Finn went on to say that each of "the ladies mentioned above live fiercely more private lives than Bieber does" (was Xtina's "Dirrty" era a figment of our imagination?), then adds that he "more times than not he willingly has let the outside in," which is meant to imply that Bieber doesn't deserve privacy.

In fact, in public, Bieber often tries to go incognito to the extent that a superstar of his wattage can. Finn also claims Bieber "doesn't seem to mind attention." Couldn't that be said of all stars, to some extent?

Isn't it really all about what's appropriate for a time and a place? On stage, all stars want your attention. Looking at Bieber's holiday pictures, where he is seen on a private resort with no-one but Pierce, going about activities including swimming, eating, and playing his guitar," it's clear this was a low-key private vacation not intended to generate the attention of millions of strangers.

Elaborating, Finn went on to write, "One, he's seen his penis before, so no big deal there. Two, if he didn't learn that everyone wants a piece of him after a Brazilian girl filmed him sleeping and slapped that video online, it's highly likely that he just doesn't care." Finn continued, "He's been willingly on video smoking, drinking and engaging in other normal yet bad-boy-'cause-he's-a-celebrity behavior. How many down-to-the-pubic-bone shirtless pics had we already seen of him?"

Particularly ignorant in her list of assumptions, is Finn's view that because Bieber is familiar with his own penis that he should be happy if the world also gets that right, even without his permission. Taking that nonsense logic to the end degree, no star should have a right of redress about their anatomy being put on show, since surely everyone is familiar with their own bodies.

Regardless of what an opinion writer may think, the non-famous and the famous have at least a moral right not to have intimate, exposing pictures taken of them without their consent and used for profit, or not. Bieber didn't do anything wrong by removing his clothes in private. If E! talked about a female star in the same way they did about Bieber in that opinion piece they'd (rightly) tarred and feathered.

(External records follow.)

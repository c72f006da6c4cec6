//! Advective boundary flux.
//!
//! With s = Π sᵢ (porosity for the pore variant) and outward normal n:
//!
//! outflow (v·n ≥ 0): R = ψ · s · (v·n) · u
//! inflow  (v·n < 0): R = ψ · s · (v·n) · u_in
//!
//! The inflow value comes from a coupled input, a [`TemporalSchedule`],
//! or the first-order recycle of an outlet postprocessor. The recycle reads
//! its previous inlet value from a dedicated inlet field, normally the
//! variable of a `FirstOrderRecycle` aux kernel, since the boundary value of
//! u is set by the interior solution.

use log::debug;
use nalgebra::Vector3;
use serde::{Deserialize, Serialize};

use crate::error::Result;
use crate::params::{
    self, check_non_negative, collect_coupled, product, product_derivative, Coupled, CoupledInput,
    FieldRegistry,
};
use crate::schedule::{first_order_recycle, TemporalSchedule};
use crate::term::{FieldSource, Kernel, QpContext};
use crate::types::{FieldId, PostprocessorId};

/// `AdvectiveFluxBC` and `PoreAdvectiveFluxBC`
#[derive(Clone, Debug, Serialize, Deserialize)]
#[serde(deny_unknown_fields)]
pub struct AdvectiveFluxBCConfig {
    pub variable: String,
    #[serde(default = "params::zero")]
    pub ux: CoupledInput,
    #[serde(default = "params::zero")]
    pub uy: CoupledInput,
    #[serde(default = "params::zero")]
    pub uz: CoupledInput,
    /// Pore variant only
    #[serde(default = "params::one")]
    pub porosity: CoupledInput,
    /// Value carried in through an inflow boundary
    #[serde(default = "params::zero")]
    pub inlet_value: CoupledInput,
}

/// `StepwiseInletBC`
#[derive(Clone, Debug, Serialize, Deserialize)]
#[serde(deny_unknown_fields)]
pub struct StepwiseInletBCConfig {
    pub variable: String,
    #[serde(default = "params::zero")]
    pub ux: CoupledInput,
    #[serde(default = "params::zero")]
    pub uy: CoupledInput,
    #[serde(default = "params::zero")]
    pub uz: CoupledInput,
    #[serde(default = "params::one")]
    pub porosity: CoupledInput,
    #[serde(default)]
    pub start_value: f64,
    pub input_times: Vec<f64>,
    pub input_values: Vec<f64>,
    #[serde(default)]
    pub time_spans: Vec<f64>,
}

/// `FirstOrderRecycleBC`
#[derive(Clone, Debug, Serialize, Deserialize)]
#[serde(deny_unknown_fields)]
pub struct FirstOrderRecycleBCConfig {
    pub variable: String,
    #[serde(default = "params::zero")]
    pub ux: CoupledInput,
    #[serde(default = "params::zero")]
    pub uy: CoupledInput,
    #[serde(default = "params::zero")]
    pub uz: CoupledInput,
    #[serde(default = "params::one")]
    pub porosity: CoupledInput,
    /// Recycle rate R (1/s)
    pub recycle_rate: f64,
    /// Postprocessor holding the outlet value C_out
    pub outlet_postprocessor: String,
    /// Field whose old value is the previous inlet value C_in_old
    pub inlet_var: String,
}

/// Source of the inflow value.
#[derive(Clone, Debug)]
pub enum InletValue {
    Coupled(Coupled),
    Schedule(TemporalSchedule),
    /// Implicit-Euler recycle from the inlet field's old value toward an
    /// outlet postprocessor
    Recycle {
        rate: f64,
        outlet: PostprocessorId,
        inlet: FieldId,
    },
}

impl InletValue {
    fn value(&self, ctx: &QpContext) -> f64 {
        match self {
            Self::Coupled(c) => c.value(ctx),
            Self::Schedule(s) => s.value_at(ctx.time),
            Self::Recycle {
                rate,
                outlet,
                inlet,
            } => first_order_recycle(
                ctx.fields[*inlet].old,
                ctx.postprocessor(*outlet),
                *rate,
                ctx.dt,
            ),
        }
    }

    fn derivative(&self, wrt: FieldId) -> f64 {
        match self {
            Self::Coupled(c) => c.indicator(wrt),
            Self::Schedule(_) | Self::Recycle { .. } => 0.0,
        }
    }
}

/// Upwinded advective flux through a boundary.
#[derive(Clone, Debug)]
pub struct AdvectiveBoundary {
    name: &'static str,
    variable: FieldId,
    velocity: [Coupled; 3],
    scale: Vec<Coupled>,
    inlet: InletValue,
}

impl AdvectiveBoundary {
    pub fn from_parts(
        name: &'static str,
        variable: FieldId,
        velocity: [Coupled; 3],
        scale: Vec<Coupled>,
        inlet: InletValue,
    ) -> Self {
        debug!("{name}: variable {variable}, inlet {inlet:?}");
        Self {
            name,
            variable,
            velocity,
            scale,
            inlet,
        }
    }

    fn resolve_velocity(
        name: &'static str,
        [ux, uy, uz]: [&CoupledInput; 3],
        registry: &FieldRegistry,
    ) -> Result<[Coupled; 3]> {
        Ok([
            registry.resolve(name, ux)?,
            registry.resolve(name, uy)?,
            registry.resolve(name, uz)?,
        ])
    }

    pub fn advective_flux(config: AdvectiveFluxBCConfig, registry: &FieldRegistry) -> Result<Self> {
        const NAME: &str = "AdvectiveFluxBC";
        Ok(Self::from_parts(
            NAME,
            registry.resolve_field(NAME, &config.variable)?,
            Self::resolve_velocity(NAME, [&config.ux, &config.uy, &config.uz], registry)?,
            Vec::new(),
            InletValue::Coupled(registry.resolve(NAME, &config.inlet_value)?),
        ))
    }

    pub fn pore_advective_flux(config: AdvectiveFluxBCConfig, registry: &FieldRegistry) -> Result<Self> {
        const NAME: &str = "PoreAdvectiveFluxBC";
        Ok(Self::from_parts(
            NAME,
            registry.resolve_field(NAME, &config.variable)?,
            Self::resolve_velocity(NAME, [&config.ux, &config.uy, &config.uz], registry)?,
            vec![registry.resolve(NAME, &config.porosity)?],
            InletValue::Coupled(registry.resolve(NAME, &config.inlet_value)?),
        ))
    }

    pub fn stepwise_inlet(config: StepwiseInletBCConfig, registry: &FieldRegistry) -> Result<Self> {
        const NAME: &str = "StepwiseInletBC";
        let schedule = TemporalSchedule::new(
            NAME,
            config.start_value,
            &config.input_times,
            &config.input_values,
            &config.time_spans,
        )?;
        Ok(Self::from_parts(
            NAME,
            registry.resolve_field(NAME, &config.variable)?,
            Self::resolve_velocity(NAME, [&config.ux, &config.uy, &config.uz], registry)?,
            vec![registry.resolve(NAME, &config.porosity)?],
            InletValue::Schedule(schedule),
        ))
    }

    pub fn first_order_recycle(
        config: FirstOrderRecycleBCConfig,
        registry: &FieldRegistry,
    ) -> Result<Self> {
        const NAME: &str = "FirstOrderRecycleBC";
        check_non_negative(NAME, "recycle_rate", config.recycle_rate)?;
        let inlet = InletValue::Recycle {
            rate: config.recycle_rate,
            outlet: registry.resolve_postprocessor(NAME, &config.outlet_postprocessor)?,
            inlet: registry.resolve_field(NAME, &config.inlet_var)?,
        };
        Ok(Self::from_parts(
            NAME,
            registry.resolve_field(NAME, &config.variable)?,
            Self::resolve_velocity(NAME, [&config.ux, &config.uy, &config.uz], registry)?,
            vec![registry.resolve(NAME, &config.porosity)?],
            inlet,
        ))
    }

    pub fn inlet(&self) -> &InletValue {
        &self.inlet
    }

    #[inline]
    fn velocity<S: FieldSource>(&self, source: &S) -> Vector3<f64> {
        Vector3::new(
            self.velocity[0].value(source),
            self.velocity[1].value(source),
            self.velocity[2].value(source),
        )
    }

    /// Upwinded boundary value and whether the point is an outflow.
    #[inline]
    fn upwind(&self, ctx: &QpContext) -> (f64, bool) {
        if self.velocity(ctx).dot(&ctx.normal) >= 0.0 {
            (ctx.fields[self.variable].value, true)
        } else {
            (self.inlet.value(ctx), false)
        }
    }

    fn derivative(&self, ctx: &QpContext, wrt: FieldId) -> f64 {
        let vn = self.velocity(ctx).dot(&ctx.normal);
        let s = product(&self.scale, ctx);
        let (c, outflow) = self.upwind(ctx);

        let mut total = product_derivative(&self.scale, ctx, wrt) * vn * c;
        for (k, component) in self.velocity.iter().enumerate() {
            if component.is(wrt) {
                total += s * ctx.normal[k] * c;
            }
        }
        let dc = if outflow {
            if wrt == self.variable { 1.0 } else { 0.0 }
        } else {
            self.inlet.derivative(wrt)
        };
        total += s * vn * dc;
        ctx.test * ctx.phi * total
    }
}

impl Kernel for AdvectiveBoundary {
    fn name(&self) -> &'static str {
        self.name
    }

    fn variable(&self) -> FieldId {
        self.variable
    }

    fn compute_qp_residual(&self, ctx: &QpContext) -> f64 {
        let vn = self.velocity(ctx).dot(&ctx.normal);
        let (c, _) = self.upwind(ctx);
        ctx.test * product(&self.scale, ctx) * vn * c
    }

    fn compute_qp_jacobian(&self, ctx: &QpContext) -> f64 {
        self.derivative(ctx, self.variable)
    }

    fn compute_qp_off_diag_jacobian(&self, ctx: &QpContext, jvar: FieldId) -> f64 {
        self.derivative(ctx, jvar)
    }

    fn coupled_fields(&self) -> Vec<FieldId> {
        let inlet = match self.inlet {
            InletValue::Coupled(c) => Some(c),
            _ => None,
        };
        collect_coupled(
            self.variable,
            self.velocity.iter().chain(&self.scale).chain(inlet.iter()),
        )
    }
}
impl Kernel for ElectrodeOhmicHeating {
    fn name(&self) -> &'static str {
        Self::NAME
    }

    fn variable(&self) -> FieldId {
        self.variable
    }

    fn compute_qp_residual(&self, ctx: &QpContext) -> f64 {
        let grad = ctx.fields[self.potential].gradient;
        -ctx.test * self.solid_frac.value(ctx) * self.conductivity.value(ctx) * grad.norm_squared()
    }

    fn compute_qp_jacobian(&self, ctx: &QpContext) -> f64 {
        self.derivative(ctx, self.variable)
    }

    fn compute_qp_off_diag_jacobian(&self, ctx: &QpContext, jvar: FieldId) -> f64 {
        self.derivative(ctx, jvar)
    }

    fn coupled_fields(&self) -> Vec<FieldId> {
        let potential = Coupled::Field(self.potential);
        collect_coupled(
            self.variable,
            [&self.solid_frac, &self.conductivity, &potential],
        )
    }
}

// =============================================================================
// Activity
// =============================================================================

/// Configuration shared by `ActivityConstraint` and `ActivityIC`.
#[derive(Clone, Debug, Serialize, Deserialize)]
#[serde(deny_unknown_fields)]
pub struct ActivityConfig {
    pub variable: String,
    #[serde(default = "params::one")]
    pub activity_coeff: CoupledInput,
    pub concentration: CoupledInput,
    /// Reference concentration C_ref
    #[serde(default = "params::one_f64")]
    pub ref_conc: f64,
}

/// Activity a = γ·C/C_ref.
#[derive(Clone, Copy, Debug)]
pub struct Activity {
    activity_coeff: Coupled,
    concentration: Coupled,
    ref_conc: f64,
}

impl Activity {
    pub fn from_config(
        object: &'static str,
        config: &ActivityConfig,
        registry: &FieldRegistry,
    ) -> Result<Self> {
        check_positive(object, "ref_conc", config.ref_conc)?;
        Ok(Self {
            activity_coeff: registry.resolve(object, &config.activity_coeff)?,
            concentration: registry.resolve(object, &config.concentration)?,
            ref_conc: config.ref_conc,
        })
    }

    #[inline]
    pub fn value<S: FieldSource>(&self, source: &S) -> f64 {
        self.activity_coeff.value(source) * self.concentration.value(source) / self.ref_conc
    }

    pub fn derivative<S: FieldSource>(&self, source: &S, wrt: FieldId) -> f64 {
        (self.activity_coeff.indicator(wrt) * self.concentration.value(source)
            + self.activity_coeff.value(source) * self.concentration.indicator(wrt))
            / self.ref_conc
    }

    pub fn inputs(&self) -> [Coupled; 2] {
        [self.activity_coeff, self.concentration]
    }
}

/// Activity constraint: R = ψ·(u − γ·C/C_ref).
#[derive(Clone, Debug)]
pub struct ActivityConstraint {
    variable: FieldId,
    activity: Activity,
}

impl ActivityConstraint {
    const NAME: &'static str = "ActivityConstraint";

    pub fn new(config: ActivityConfig, registry: &FieldRegistry) -> Result<Self> {
        Ok(Self {
            variable: registry.resolve_field(Self::NAME, &config.variable)?,
            activity: Activity::from_config(Self::NAME, &config, registry)?,
        })
    }
}

impl Kernel for ActivityConstraint {
    fn name(&self) -> &'static str {
        Self::NAME
    }

    fn variable(&self) -> FieldId {
        self.variable
    }

    fn compute_qp_residual(&self, ctx: &QpContext) -> f64 {
        ctx.test * (ctx.fields[self.variable].value - self.activity.value(ctx))
    }

    fn compute_qp_jacobian(&self, ctx: &QpContext) -> f64 {
        self.compute_qp_off_diag_jacobian(ctx, self.variable)
    }

    fn compute_qp_off_diag_jacobian(&self, ctx: &QpContext, jvar: FieldId) -> f64 {
        ctx.test * ctx.phi * (own(self.variable, jvar) - self.activity.derivative(ctx, jvar))
    }

    fn coupled_fields(&self) -> Vec<FieldId> {
        collect_coupled(self.variable, self.activity.inputs().iter())
    }
}
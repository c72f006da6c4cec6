//! Time-dependent inputs.
//!
//! - [`LinearRamp`]: captured start value ramped linearly to a target
//! - [`TemporalSchedule`]: plateaus joined by jumps or linear ramps
//! - [`first_order_recycle`]: implicit-Euler inlet recycle update

mod ramp;
mod recycle;
mod stepwise;

pub use ramp::LinearRamp;
pub use recycle::first_order_recycle;
pub use stepwise::{ScheduleStep, TemporalSchedule};
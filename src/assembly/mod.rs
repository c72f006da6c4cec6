//! Batched evaluation of local terms.
//!
//! The host assembles global vectors and matrices; this module only
//! evaluates one term over many prepared contexts and collects the
//! per-point contributions. With the `parallel` feature the batch is split
//! across threads by rayon. Results are identical to the serial path.

use crate::term::{AuxContext, AuxKernel, Kernel, QpContext};
use crate::types::FieldId;

/// Residual and Jacobian contributions of one term at one point.
#[derive(Clone, Debug, Default, PartialEq)]
pub struct LocalContribution {
    pub residual: f64,
    /// Derivative with respect to the term's own variable
    pub jacobian: f64,
    /// Derivatives with respect to each coupled field
    pub off_diagonal: Vec<(FieldId, f64)>,
}

impl LocalContribution {
    /// Off-diagonal entry for `jvar`, zero when the term does not couple to it.
    pub fn off_diagonal(&self, jvar: FieldId) -> f64 {
        self.off_diagonal
            .iter()
            .find(|(id, _)| *id == jvar)
            .map_or(0.0, |(_, value)| *value)
    }
}

/// Evaluate one term at one point.
pub fn evaluate(kernel: &dyn Kernel, ctx: &QpContext) -> LocalContribution {
    evaluate_with(kernel, ctx, &kernel.coupled_fields())
}

fn evaluate_with(kernel: &dyn Kernel, ctx: &QpContext, coupled: &[FieldId]) -> LocalContribution {
    LocalContribution {
        residual: kernel.compute_qp_residual(ctx),
        jacobian: kernel.compute_qp_jacobian(ctx),
        off_diagonal: coupled
            .iter()
            .map(|&jvar| (jvar, kernel.compute_qp_off_diag_jacobian(ctx, jvar)))
            .collect(),
    }
}

/// Evaluate one term over a batch of points.
pub fn evaluate_batch(kernel: &dyn Kernel, contexts: &[QpContext]) -> Vec<LocalContribution> {
    let coupled = kernel.coupled_fields();
    contexts
        .iter()
        .map(|ctx| evaluate_with(kernel, ctx, &coupled))
        .collect()
}

/// Parallel version of [`evaluate_batch`].
#[cfg(feature = "parallel")]
pub fn evaluate_batch_parallel(
    kernel: &dyn Kernel,
    contexts: &[QpContext],
) -> Vec<LocalContribution> {
    use rayon::prelude::*;

    let coupled = kernel.coupled_fields();
    contexts
        .par_iter()
        .map(|ctx| evaluate_with(kernel, ctx, &coupled))
        .collect()
}

/// Sum of residuals over a batch, e.g. for a quick consistency check.
pub fn total_residual(kernel: &dyn Kernel, contexts: &[QpContext]) -> f64 {
    contexts.iter().map(|ctx| kernel.compute_qp_residual(ctx)).sum()
}

/// Evaluate an auxiliary term over a batch of points.
pub fn evaluate_aux_batch(aux: &dyn AuxKernel, contexts: &[AuxContext]) -> Vec<f64> {
    contexts.iter().map(|ctx| aux.compute_value(ctx)).collect()
}

/// Parallel version of [`evaluate_aux_batch`].
#[cfg(feature = "parallel")]
pub fn evaluate_aux_batch_parallel(aux: &dyn AuxKernel, contexts: &[AuxContext]) -> Vec<f64> {
    use rayon::prelude::*;

    contexts.par_iter().map(|ctx| aux.compute_value(ctx)).collect()
}

#[cfg(test)]
mod tests {
    use super::*;
    use crate::kernels::{ConstMassTransferConfig, VolumetricTransfer};
    use crate::params::FieldRegistry;
    use crate::term::FieldValue;

    const TOL: f64 = 1e-14;

    fn transfer() -> VolumetricTransfer {
        let reg = FieldRegistry::with_fields(["u", "v"]);
        VolumetricTransfer::const_mass(
            ConstMassTransferConfig {
                variable: "u".into(),
                coupled: "v".into(),
                transfer_rate: 2.0,
            },
            &reg,
        )
        .unwrap()
    }

    fn states() -> Vec<[FieldValue; 2]> {
        (0..16)
            .map(|i| [FieldValue::new(i as f64), FieldValue::new(1.0 + 0.5 * i as f64)])
            .collect()
    }

    #[test]
    fn test_single_point() {
        let kernel = transfer();
        let fields = [FieldValue::new(1.0), FieldValue::new(3.0)];
        let c = evaluate(&kernel, &QpContext::new(&fields));
        // R = −km·(v − u) = −4, J = km, OD = −km
        assert!((c.residual + 4.0).abs() < TOL);
        assert!((c.jacobian - 2.0).abs() < TOL);
        assert!((c.off_diagonal(FieldId::new(1)) + 2.0).abs() < TOL);
        assert_eq!(c.off_diagonal(FieldId::new(0)), 0.0);
    }

    #[test]
    fn test_batch_matches_pointwise() {
        let kernel = transfer();
        let states = states();
        let contexts: Vec<_> = states.iter().map(|f| QpContext::new(f)).collect();
        let batch = evaluate_batch(&kernel, &contexts);
        assert_eq!(batch.len(), contexts.len());
        for (ctx, c) in contexts.iter().zip(&batch) {
            assert_eq!(*c, evaluate(&kernel, ctx));
        }
        let sum: f64 = batch.iter().map(|c| c.residual).sum();
        assert!((sum - total_residual(&kernel, &contexts)).abs() < 1e-12);
    }

    #[cfg(feature = "parallel")]
    #[test]
    fn test_parallel_matches_serial() {
        let kernel = transfer();
        let states = states();
        let contexts: Vec<_> = states.iter().map(|f| QpContext::new(f)).collect();
        assert_eq!(
            evaluate_batch(&kernel, &contexts),
            evaluate_batch_parallel(&kernel, &contexts)
        );
    }
}
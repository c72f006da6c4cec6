//! Central-difference Jacobian consistency checks.
//!
//! Perturbing a field's trial-function coefficient by h moves the field's
//! value by h·φ, its gradient by h·∇φ, and its time derivative by
//! h·φ·(du̇/du). The numerical derivative
//!
//! (R(u + h) − R(u − h)) / 2h
//!
//! is compared to the analytic diagonal or off-diagonal entry.

use crate::term::{
    FieldValue, InterfaceContext, InterfaceKernel, JacobianBlock, Kernel, QpContext, Side,
};
use crate::types::FieldId;

/// Tolerances for a Jacobian check.
#[derive(Clone, Copy, Debug, PartialEq)]
pub struct JacobianCheck {
    /// Relative perturbation size
    pub step: f64,
    /// Allowed relative error
    pub rel_tol: f64,
    /// Allowed absolute error, scaled by max(1, |R|)
    pub abs_tol: f64,
}

impl Default for JacobianCheck {
    fn default() -> Self {
        Self {
            step: 1e-6,
            rel_tol: 1e-5,
            abs_tol: 1e-8,
        }
    }
}

impl JacobianCheck {
    fn accepts(&self, analytic: f64, numeric: f64, residual: f64) -> bool {
        let scale = analytic.abs().max(numeric.abs());
        (analytic - numeric).abs() <= self.rel_tol * scale + self.abs_tol * residual.abs().max(1.0)
    }
}

/// One compared entry.
#[derive(Clone, Copy, Debug, PartialEq)]
pub struct JacobianEntry {
    /// Field whose trial function was perturbed
    pub jvar: FieldId,
    /// Which block, for interface terms
    pub block: Option<JacobianBlock>,
    pub analytic: f64,
    pub numeric: f64,
    pub passed: bool,
}

/// Result of a Jacobian check.
#[derive(Clone, Debug, Default)]
pub struct JacobianReport {
    pub term: &'static str,
    pub entries: Vec<JacobianEntry>,
}

impl JacobianReport {
    /// Whether every entry matched.
    pub fn passed(&self) -> bool {
        self.entries.iter().all(|e| e.passed)
    }

    /// Entries that did not match.
    pub fn failures(&self) -> impl Iterator<Item = &JacobianEntry> {
        self.entries.iter().filter(|e| !e.passed)
    }

    /// Entry for one field, if checked.
    pub fn entry(&self, jvar: FieldId) -> Option<&JacobianEntry> {
        self.entries.iter().find(|e| e.jvar == jvar)
    }
}

impl std::fmt::Display for JacobianReport {
    fn fmt(&self, f: &mut std::fmt::Formatter<'_>) -> std::fmt::Result {
        writeln!(f, "{}: {} entries", self.term, self.entries.len())?;
        for e in &self.entries {
            writeln!(
                f,
                "  {}{}: analytic {:.10e}, numeric {:.10e}{}",
                e.jvar,
                e.block.map(|b| format!(" {b:?}")).unwrap_or_default(),
                e.analytic,
                e.numeric,
                if e.passed { "" } else { "  MISMATCH" }
            )?;
        }
        Ok(())
    }
}

fn perturb(field: &mut FieldValue, h: f64, ctx: &QpContext) {
    field.value += h * ctx.phi;
    field.gradient += ctx.grad_phi * h;
    field.dot += h * ctx.phi * ctx.du_dot_du;
}

/// Check every field's diagonal or off-diagonal entry of a kernel.
///
/// All fields in the context are checked, so a missing off-diagonal
/// contribution shows up as a mismatch.
pub fn check_kernel(kernel: &dyn Kernel, ctx: &QpContext, check: &JacobianCheck) -> JacobianReport {
    let residual = kernel.compute_qp_residual(ctx);
    let mut plus: Vec<FieldValue> = ctx.fields.to_vec();
    let mut minus: Vec<FieldValue> = ctx.fields.to_vec();

    let mut entries = Vec::with_capacity(ctx.fields.len());
    for jvar in FieldId::iter(ctx.fields.len()) {
        let h = check.step * ctx.fields[jvar].value.abs().max(1.0);
        plus[jvar] = ctx.fields[jvar];
        minus[jvar] = ctx.fields[jvar];
        perturb(&mut plus[jvar], h, ctx);
        perturb(&mut minus[jvar], -h, ctx);

        let r_plus = kernel.compute_qp_residual(&ctx.with_fields(&plus));
        let r_minus = kernel.compute_qp_residual(&ctx.with_fields(&minus));
        let numeric = (r_plus - r_minus) / (2.0 * h);

        let analytic = if jvar == kernel.variable() {
            kernel.compute_qp_jacobian(ctx)
        } else {
            kernel.compute_qp_off_diag_jacobian(ctx, jvar)
        };

        plus[jvar] = ctx.fields[jvar];
        minus[jvar] = ctx.fields[jvar];

        entries.push(JacobianEntry {
            jvar,
            block: None,
            analytic,
            numeric,
            passed: check.accepts(analytic, numeric, residual),
        });
    }

    JacobianReport {
        term: kernel.name(),
        entries,
    }
}

/// Check all four Jacobian blocks of an interface term.
pub fn check_interface_kernel(
    kernel: &dyn InterfaceKernel,
    ctx: &InterfaceContext,
    check: &JacobianCheck,
) -> JacobianReport {
    let mut entries = Vec::with_capacity(4);
    for block in JacobianBlock::ALL {
        let test_side = block.test_side();
        let trial_side = block.trial_side();
        let jvar = match trial_side {
            Side::Element => kernel.variable(),
            Side::Neighbor => kernel.neighbor_variable(),
        };
        let phi = ctx.side_phi(trial_side);
        let base = ctx.side_fields(trial_side);
        let h = check.step * base[jvar].value.abs().max(1.0);

        let mut plus = base.to_vec();
        let mut minus = base.to_vec();
        plus[jvar].value += h * phi;
        minus[jvar].value -= h * phi;

        let (ctx_plus, ctx_minus) = match trial_side {
            Side::Element => (
                InterfaceContext {
                    element_fields: &plus,
                    ..*ctx
                },
                InterfaceContext {
                    element_fields: &minus,
                    ..*ctx
                },
            ),
            Side::Neighbor => (
                InterfaceContext {
                    neighbor_fields: &plus,
                    ..*ctx
                },
                InterfaceContext {
                    neighbor_fields: &minus,
                    ..*ctx
                },
            ),
        };

        let residual = kernel.compute_qp_residual(ctx, test_side);
        let numeric = (kernel.compute_qp_residual(&ctx_plus, test_side)
            - kernel.compute_qp_residual(&ctx_minus, test_side))
            / (2.0 * h);
        let analytic = kernel.compute_qp_jacobian(ctx, block);

        entries.push(JacobianEntry {
            jvar,
            block: Some(block),
            analytic,
            numeric,
            passed: check.accepts(analytic, numeric, residual),
        });
    }

    JacobianReport {
        term: kernel.name(),
        entries,
    }
}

MTV News, The Daily Beast, and other outlets, have a markedly more thought out take on Bieber's naked pictures than E! News and rightly noted the double standard. Where are all the feminist think pieces and online outrage about privacy breaches, gender rights and the like that we saw after "The Fappening"? There are a few out there but not as many as there should be.

Is it because it's Justin Bieber? Is this because we don't think male nudity carries as much vulnerability-association as females'? MTV starkly asks "Why aren't we as angry about the Justin Bieber nude photo leak?" before asking why Bieber's decision to strip off for a swim on vacation was turned into a peep-show for the world without his consent?

Quite apart from the fact that it's not cool to exploit people, being famous doesn't -- or, at the very least, shouldn't -- negate a person's right to privacy. An individual's intimate bits are theirs to decide what they do with.

Bottom line? Legal experts may think being famous makes people fair game, but if you think it's wrong to look at leaked naked photos of Selena Gomez, Emma Watson, or Jennifer Lawrence, it's just as wrong to get your jollies gawping at the naked pictures of Justin Bieber, Nicholas Hoult, or Jared Leto.